I guess it is simply the market... But the lower price allows faster release cycles again - not the worst.
Seems pretty logical to me as well. Novell's plan undoubtedly is to widen its user base, and that's happening through its SUSE Linux distribution. And they are doing that by 1) the openSUSE move 2) substantially lowering the price of the boxed set
What they hope for is: more users + larger community = more SLES, support, consulting
Well, I'm not working for Novell/SUSE, but it seems to be a pretty consistent idea to me. At least it makes sense. The nice thing is, it's to everyone's benefit.
Let's hope for the future that Novell really makes money out of its Linux strategy. The better Novell's wealth, the more weight they can put into [SUSE] Linux.
The openSUSE initiative quite obviously seems to be a reaction to the fact that their earnings were (much?) lower than what they expected for SUSE Linux and SLES. I think it's a pretty smart move. I just hope they're going to get the money they're investing back quite soon, because the opposite, on the long term, could mean layoffs at SUSE or maybe even hopping down from their Linux strategy one day. Novell is not about philantropy, they're making business, whatever the strategy is.
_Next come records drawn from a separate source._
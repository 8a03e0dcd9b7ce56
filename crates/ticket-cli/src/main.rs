//! CLI application for reading receipt photos into a spending ledger.

mod commands;

use clap::{Parser, Subcommand};
use tracing::Level;
use tracing_subscriber::FmtSubscriber;

use commands::{config, extract, process};

/// Receipt reader - Extract date, label and amount from receipt photos
#[derive(Parser)]
#[command(name = "ticket")]
#[command(author, version, about, long_about = None)]
struct Cli {
    /// Enable verbose output
    #[arg(short, long, action = clap::ArgAction::Count, global = true)]
    verbose: u8,

    /// Path to config file
    #[arg(short, long, global = true)]
    config: Option<String>,

    #[command(subcommand)]
    command: Commands,
}

#[derive(Subcommand)]
enum Commands {
    /// Read a directory of receipt photos and record them in the ledger
    Process(process::ProcessArgs),

    /// Read fields from a transcript text file
    Extract(extract::ExtractArgs),

    /// Manage configuration
    Config(config::ConfigArgs),
}

fn main() -> anyhow::Result<()> {
    let cli = Cli::parse();

    // Set up logging based on verbosity
    let level = match cli.verbose {
        0 => Level::WARN,
        1 => Level::INFO,
        2 => Level::DEBUG,
        _ => Level::TRACE,
    };

    let subscriber = FmtSubscriber::builder()
        .with_max_level(level)
        .with_target(false)
        .with_writer(std::io::stderr)
        .finish();

    tracing::subscriber::set_global_default(subscriber)?;

    match cli.command {
        Commands::Process(args) => process::run(args, cli.config.as_deref()),
        Commands::Extract(args) => extract::run(args, cli.config.as_deref()),
        Commands::Config(args) => config::run(args, cli.config.as_deref()),
    }
}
But we're still far away from that, and let's hope the openSUSE move will also be to their very own benefit ;)
Novell is by far a bigger player than SuSE was. So I guess "making more money with more cheaper boxes" is not the goal. Novell does not need that (it is just peanuts for them) - I guess Novell simply adopted Linus' sentence of "world domination" for their own business plans. Later than the others, but obviously not too late... Cheers -e -- Eberhard Moenkeberg (emoenke@gwdg.de, em@kki.org)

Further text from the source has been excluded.